By Joanne Liou, editorial coordinator
As the industry seeks oil from more unconventional reservoirs, venturing to deeper waters and harsher environments, more wells are being drilled per barrel of oil produced, thus increasing the risk for HSE incidents. Shell is approaching the challenge by raising its well control standards and hopes to be an example for the industry to follow. Last week, the company debuted a new well intervention simulator – the final piece to its advanced well control course, implemented earlier this year – during a media showcase at the Shell Exploration & Production International Centre in Rijswijk, The Netherlands. The well simulator was developed by Shell this year and was launched in a pilot course in the first week of December.
“The aim is to raise the industry standards,” Bernd van den Brekel, learning manager wells at Shell, said.
Shell has already received WellCAP Plus accreditation for the course. About 170 companies are WellCAP-accredited, while nine companies, including Transocean and Chevron, are WellCAP Plus-accredited. Shell is using the simulator to bring the simulation component into their WellCAP Plus model, which goes beyond the requirements. The advanced well control course is mandatory for Shell’s supervisory staff every two years, and once accreditation is obtained, Shell will require its contractors to complete it, too.
Shell has defined three levels of well control: primary, secondary and tertiary. Primary refers to control during the drilling phase with mud weight. Secondary refers to well control with a blowout preventer, and tertiary refers to a worst-case scenario – a blowout. The goal of the course is to focus on the primary and secondary levels to prevent the incident from reaching the tertiary level. Specialists are trained to handle incidents on the tertiary level.
Barriers are a constant theme in the course. While people of all levels of experience might know what the well control barriers are, the problem is that they might not be aware of the barriers at different stages of the operation. “If you change one thing, do you understand what that means in terms of your barriers and contingency planning?” Mr van den Brekel asked. “What will you do if something does go somewhat unexpectedly wrong?” Although training classes alone cannot eliminate human errors, Shell believes its advanced course is a step to prevent avoidable outcomes and ensure competence to react to the unexpected.
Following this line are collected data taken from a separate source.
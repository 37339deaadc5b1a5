mod common;
use common::{run_bool, run_int};

use burnlang::parser::ast::{BinOp, Decl, Expr, VarDecl};

#[test]
fn multiplication_binds_tighter_than_addition() {
    let program = burnlang::parse_source("var x = 1 + 2 * 3;").unwrap();
    let Decl::Var(VarDecl { init: Some(init), .. }) = &program.decls[0].node else {
        panic!("expected a var declaration");
    };
    let Expr::Binary { op: BinOp::Add, lhs, rhs } = &init.node else {
        panic!("expected addition at the root, got {:?}", init.node);
    };
    assert!(matches!(lhs.node, Expr::Int(1)));
    assert!(matches!(rhs.node, Expr::Binary { op: BinOp::Mul, .. }));
}

#[test]
fn evaluation_respects_precedence() {
    assert_eq!(run_int("fun main(): int { return 2 + 3 * 4 }"), 14);
    assert_eq!(run_int("fun main(): int { return (2 + 3) * 4 }"), 20);
    assert_eq!(run_int("fun main(): int { return 10 - 4 - 3 }"), 3);
    assert_eq!(run_int("fun main(): int { return 20 / 2 / 5 }"), 2);
}

#[test]
fn unary_binds_tighter_than_multiplication() {
    assert_eq!(run_int("fun main(): int { return -2 * 3 }"), -6);
    assert_eq!(run_int("fun main(): int { return -(2 * 3) }"), -6);
}

#[test]
fn comparison_binds_tighter_than_equality() {
    // (1 < 2) == true
    assert!(run_bool("fun main(): bool { return 1 < 2 == true }"));
}

#[test]
fn and_binds_tighter_than_or() {
    // true || (false && false)
    assert!(run_bool("fun main(): bool { return true || false && false }"));
    // (false && false) || true
    assert!(run_bool("fun main(): bool { return false && false || true }"));
}

#[test]
fn not_applies_to_the_nearest_operand() {
    assert!(run_bool("fun main(): bool { return !false && true }"));
}

#[test]
fn assignment_is_right_associative() {
    let src = "fun main(): int { var a = 0; var b = 0; a = b = 5; return a * 10 + b }";
    assert_eq!(run_int(src), 55);
}

#[test]
fn postfix_chain_on_call_results() {
    let src = "type Pair { first: array, second: int }\n\
               fun make(): Pair { return { first: [10, 20, 30], second: 0 } }\n\
               fun main(): int { return make().first[1] }";
    assert_eq!(run_int(src), 20);
}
Advanced well control course
Shell’s advanced well control course is divided into different focus areas: well engineering surface, well engineering subsea, completion and well intervention surface, and completion and well intervention subsea. The well engineering courses were rolled out earlier this year in four locations in The Netherlands, US and China. “We’ve delivered 28 courses this year and trained 198 people this year (in well engineering),” Mr van den Brekel said. The completion and intervention course had a later start due to the lack of a good simulator. “On the completion and intervention side, the simulators that were available focused very much on how to operate the equipment, not so much about simulating the commanding and control type scenarios or well control scenarios.”
Shell’s well intervention simulator utilizes touch screens for students to communicate decisions and viewing screens to see the outcome of their commands. The machines are equipped with sound to re-create pressures and a more realistic working environment. The well intervention course covers coiled tubing, electric line, slick line, hydraulic workover and snubbing. Human dynamics is also included. “You can train and train, but some people may still react differently under pressure,” Mr van den Brekel said. “If you do a lot of drills and put people in scenarios either on a simulator or a rig-simulated scenario, the more predictable behaviors we get.”
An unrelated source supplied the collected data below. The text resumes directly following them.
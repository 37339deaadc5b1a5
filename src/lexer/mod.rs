pub mod token;

use logos::Logos;

use crate::diagnostics::Error;
use crate::span::{Span, Spanned};
use token::Token;

pub fn lex(source: &str) -> Result<Vec<Spanned<Token>>, Error> {
    let mut tokens = Vec::new();
    let mut lexer = Token::lexer(source);

    while let Some(result) = lexer.next() {
        let span = lexer.span();
        match result {
            Ok(Token::Comment) => continue,
            Ok(tok) => {
                tokens.push(Spanned::new(tok, Span::new(span.start, span.end)));
            }
            Err(()) => {
                let offending = &source[span.start..span.end];
                if offending.starts_with('"') {
                    // a string logos could not match either never closes
                    // or carries an unknown escape
                    if source[span.start + 1..].contains('"') {
                        return Err(Error::lex(
                            "invalid escape sequence in string literal",
                            Span::new(span.start, span.end),
                        ));
                    }
                    return Err(Error::lex(
                        "unterminated string literal",
                        Span::new(span.start, source.len()),
                    ));
                }
                return Err(Error::lex(
                    format!("unexpected character '{offending}'"),
                    Span::new(span.start, span.end),
                ));
            }
        }
    }

    Ok(tokens)
}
By incorporating simulator time following study of an online curriculum and case studies, Shell believes it increases student engagement to enhance learning. “The simulators really add value. You can discuss problems in a classroom setting, but it’s relatively cozy, relatively safe. And if you don’t know the right answer, maybe you just don’t say anything and you wait until somebody gives the answer,” Mr van den Brekel explained. “If you put people on the simulator, it becomes a lot more stressful. Simulators have noise, you have the graphics, alarms will go off, phones will start ringing and you need to take decisions. You cannot hide.”
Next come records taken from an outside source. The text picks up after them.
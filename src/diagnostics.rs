use std::path::PathBuf;

use thiserror::Error;

use crate::span::{line_col, Span};

#[derive(Debug, Error)]
pub enum Error {
    #[error("Lexical error: {msg}")]
    Lex { msg: String, span: Span },

    #[error("Syntax error: {msg}")]
    Syntax { msg: String, span: Span },

    #[error("Type error: {msg}")]
    Type { msg: String, span: Span },

    #[error("Runtime error: {msg}")]
    Runtime { msg: String, span: Span },

    /// Error raised while resolving or evaluating an imported module.
    #[error("import '{}': {source}", path.display())]
    Import {
        path: PathBuf,
        source: Box<Error>,
    },

    #[error("IO error: {msg}")]
    Io { msg: String },
}

impl Error {
    pub fn lex(msg: impl Into<String>, span: Span) -> Self {
        Self::Lex { msg: msg.into(), span }
    }

    pub fn syntax(msg: impl Into<String>, span: Span) -> Self {
        Self::Syntax { msg: msg.into(), span }
    }

    pub fn type_err(msg: impl Into<String>, span: Span) -> Self {
        Self::Type { msg: msg.into(), span }
    }

    pub fn runtime(msg: impl Into<String>, span: Span) -> Self {
        Self::Runtime { msg: msg.into(), span }
    }

    pub fn import(path: PathBuf, source: Error) -> Self {
        Self::Import { path, source: Box::new(source) }
    }

    pub fn io(msg: impl Into<String>) -> Self {
        Self::Io { msg: msg.into() }
    }

    pub fn stage(&self) -> &'static str {
        match self {
            Error::Lex { .. } => "Lexical",
            Error::Syntax { .. } => "Syntax",
            Error::Type { .. } => "Type",
            Error::Runtime { .. } => "Runtime",
            Error::Import { .. } => "Import",
            Error::Io { .. } => "IO",
        }
    }

    pub fn span(&self) -> Option<Span> {
        match self {
            Error::Lex { span, .. }
            | Error::Syntax { span, .. }
            | Error::Type { span, .. }
            | Error::Runtime { span, .. } => Some(*span),
            Error::Import { source, .. } => source.span(),
            Error::Io { .. } => None,
        }
    }

    fn message(&self) -> String {
        match self {
            Error::Lex { msg, .. }
            | Error::Syntax { msg, .. }
            | Error::Type { msg, .. }
            | Error::Runtime { msg, .. }
            | Error::Io { msg } => msg.clone(),
            Error::Import { path, source } => {
                format!("'{}': {}", path.display(), source.message())
            }
        }
    }
}

/// Format an error as `<Stage> error at line L, column C: <msg>`, falling
/// back to `<Stage> error: <msg>` when no position is known.
pub fn format_error(source: &str, err: &Error) -> String {
    match err.span() {
        Some(span) => {
            let (line, col) = line_col(source, span.start);
            format!("{} error at line {}, column {}: {}", err.stage(), line, col, err.message())
        }
        None => format!("{} error: {}", err.stage(), err.message()),
    }
}

/// Render an error with ariadne for nice terminal output.
pub fn render_error(source: &str, _filename: &str, err: &Error) {
    use ariadne::{Label, Report, ReportKind, Source};

    match err.span() {
        Some(span) => {
            Report::build(ReportKind::Error, (), span.start)
                .with_message(format!("{} error", err.stage().to_lowercase()))
                .with_label(Label::new(span.start..span.end).with_message(err.message()))
                .finish()
                .eprint(Source::from(source))
                .ok();
        }
        None => {
            eprintln!("{}", format_error(source, err));
        }
    }
}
The course is complete after a final exam given by an external source. “We don’t want to do the exam internally,” Mr van dan Brekel said. “We want to make sure it is externally accredited. We have agreed with IWCF that they administer the exam so that we have complete independence of the instructor and the exam.”
Shell believes the advanced well control course is a differentiator for the company, but “it’s not our intention to keep that to ourselves,” Mr van dan Brekel stated. From the start of its development last year, Shell has engaged IADC and IWCF and has presented the course at various conferences and meetings around the world.
Course participants have provided positive and constructive feedback, with one result being Shell bumping simulator time from 30% of the course to 50%. “In general, it is very well received,” Mr van den Brekel said.
Some students have to realize that well control is not exclusive to extremely difficult concepts; rather it’s more about the basics. “People are still in the frame of mind in the tertiary well control area,” he added. “We make them aware of barriers.”